- _WORK TO BE COMPLETED_: Copy word for word the lines from the start of the records through the line that contains "use std::path::PathBuf;", both included.

- _RECORDS PROVIDED_:
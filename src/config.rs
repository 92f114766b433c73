//! Core configuration
//!
//! Configuration for the two subsystems: the uTP transport and the disk
//! buffer cache. All structs are serde round-trippable so an embedding
//! engine can persist them alongside its own settings.

use crate::error::{CoreError, Result};
use serde::{Deserialize, Serialize};
use std::path::PathBuf;

/// Block size of the disk cache (16 KiB, the BitTorrent block convention)
pub const BLOCK_SIZE: usize = 16 * 1024;

/// Top-level configuration for gosh-core
#[derive(Debug, Clone, Default, Serialize, Deserialize)]
pub struct CoreConfig {
    /// uTP transport configuration
    #[serde(default)]
    pub utp: UtpSettings,

    /// Disk buffer cache configuration
    #[serde(default)]
    pub disk: DiskCacheConfig,
}

/// uTP (Micro Transport Protocol) configuration
#[derive(Debug, Clone, Serialize, Deserialize)]
pub struct UtpSettings {
    /// Accept inbound uTP connections
    #[serde(default = "default_true")]
    pub enable_incoming: bool,

    /// LEDBAT target one-way queuing delay in microseconds
    #[serde(default = "default_target_delay")]
    pub target_delay_us: u32,

    /// LEDBAT window gain
    #[serde(default = "default_gain")]
    pub gain: f64,

    /// Maximum congestion window size in bytes
    #[serde(default = "default_max_window")]
    pub max_window: u32,

    /// Initial receive window advertised to peers, in bytes
    #[serde(default = "default_recv_window")]
    pub recv_window: u32,

    /// Enable the selective-ack extension
    #[serde(default = "default_true")]
    pub enable_sack: bool,

    /// Lower bound for path-MTU discovery
    #[serde(default = "default_mtu_floor")]
    pub mtu_floor: u16,

    /// Upper bound for path-MTU discovery
    #[serde(default = "default_mtu_ceiling")]
    pub mtu_ceiling: u16,

    /// Give up a connection after this many retransmissions of one packet
    #[serde(default = "default_max_retransmits")]
    pub max_retransmits: u32,

    /// Manager tick interval in milliseconds
    #[serde(default = "default_tick_interval_ms")]
    pub tick_interval_ms: u64,

    /// Send RESET for datagrams that match no connection
    #[serde(default = "default_true")]
    pub reset_unknown_connections: bool,

    /// Sustained rate limit for those RESETs, per second
    #[serde(default = "default_reset_rate")]
    pub reset_rate_per_sec: u32,
}

/// Disk buffer cache configuration
///
/// `cache_size` is the high watermark; the low watermark is derived from
/// `max_queued_disk_bytes` and clamped into `[0, cache_size]`.
#[derive(Debug, Clone, Serialize, Deserialize)]
pub struct DiskCacheConfig {
    /// Maximum number of outstanding blocks (high watermark)
    #[serde(default = "default_cache_size")]
    pub cache_size: usize,

    /// Gap between the high and low watermarks, in bytes
    #[serde(default = "default_max_queued_disk_bytes")]
    pub max_queued_disk_bytes: usize,

    /// Slab-pool growth hint in blocks; 0 = automatic
    #[serde(default)]
    pub cache_buffer_chunk_size: usize,

    /// Pin allocated blocks in RAM (mlock)
    #[serde(default)]
    pub lock_disk_cache: bool,

    /// Use the recycling slab pool instead of per-block heap allocations
    #[serde(default)]
    pub use_disk_cache_pool: bool,

    /// Non-empty path selects a memory-mapped cache file at that path
    #[serde(default)]
    pub mmap_cache: Option<PathBuf>,
}

fn default_true() -> bool {
    true
}

fn default_target_delay() -> u32 {
    100_000 // 100ms
}

fn default_gain() -> f64 {
    1.0
}

fn default_max_window() -> u32 {
    1024 * 1024 // 1MB
}

fn default_recv_window() -> u32 {
    1024 * 1024 // 1MB
}

fn default_mtu_floor() -> u16 {
    576
}

fn default_mtu_ceiling() -> u16 {
    1500
}

fn default_max_retransmits() -> u32 {
    10
}

fn default_tick_interval_ms() -> u64 {
    50
}

fn default_reset_rate() -> u32 {
    10
}

fn default_cache_size() -> usize {
    256
}

fn default_max_queued_disk_bytes() -> usize {
    1024 * 1024 // 1 MiB
}

impl Default for UtpSettings {
    fn default() -> Self {
        Self {
            enable_incoming: true,
            target_delay_us: 100_000,
            gain: 1.0,
            max_window: 1024 * 1024,
            recv_window: 1024 * 1024,
            enable_sack: true,
            mtu_floor: 576,
            mtu_ceiling: 1500,
            max_retransmits: 10,
            tick_interval_ms: 50,
            reset_unknown_connections: true,
            reset_rate_per_sec: 10,
        }
    }
}

impl Default for DiskCacheConfig {
    fn default() -> Self {
        Self {
            cache_size: 256,
            max_queued_disk_bytes: 1024 * 1024,
            cache_buffer_chunk_size: 0,
            lock_disk_cache: false,
            use_disk_cache_pool: false,
            mmap_cache: None,
        }
    }
}

impl DiskCacheConfig {
    /// The low watermark derived from this configuration.
    ///
    /// The gap below the ceiling is `max_queued_disk_bytes` expressed in
    /// blocks, at least 16; the result is clamped into `[0, cache_size]`
    /// so a small cache keeps its hysteresis band instead of underflowing.
    pub fn low_watermark(&self) -> usize {
        let gap = (self.max_queued_disk_bytes / BLOCK_SIZE).max(16);
        self.cache_size.saturating_sub(gap).min(self.cache_size)
    }
}

impl CoreConfig {
    /// Create a new config with default values
    pub fn new() -> Self {
        Self::default()
    }

    /// Set the disk cache capacity in blocks
    pub fn cache_size(mut self, blocks: usize) -> Self {
        self.disk.cache_size = blocks;
        self
    }

    /// Set the maximum congestion window
    pub fn max_window(mut self, bytes: u32) -> Self {
        self.utp.max_window = bytes;
        self
    }

    /// Enable or disable inbound uTP connections
    pub fn enable_incoming(mut self, enabled: bool) -> Self {
        self.utp.enable_incoming = enabled;
        self
    }

    /// Validate the configuration
    pub fn validate(&self) -> Result<()> {
        if self.utp.mtu_floor < 150 {
            return Err(CoreError::invalid_input(
                "mtu_floor",
                "Must be at least 150 bytes",
            ));
        }

        if self.utp.mtu_floor > self.utp.mtu_ceiling {
            return Err(CoreError::invalid_input(
                "mtu_floor",
                "Must not exceed mtu_ceiling",
            ));
        }

        if self.utp.max_window == 0 {
            return Err(CoreError::invalid_input("max_window", "Must be non-zero"));
        }

        if !(0.0..=4.0).contains(&self.utp.gain) {
            return Err(CoreError::invalid_input(
                "gain",
                "Must be within [0.0, 4.0]",
            ));
        }

        if self.disk.cache_size == 0 {
            return Err(CoreError::invalid_input(
                "cache_size",
                "Must be at least 1 block",
            ));
        }

        Ok(())
    }
}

- _OUTPUT OF THE TASK_:
filename src/config.rs
repository 92f114766b433c73
//! Core configuration
//!
//! Configuration for the two subsystems: the uTP transport and the disk
//! buffer cache. All structs are serde round-trippable so an embedding
//! engine can persist them alongside its own settings.

use crate::error::{CoreError, Result};
use serde::{Deserialize, Serialize};
use std::path::PathBuf;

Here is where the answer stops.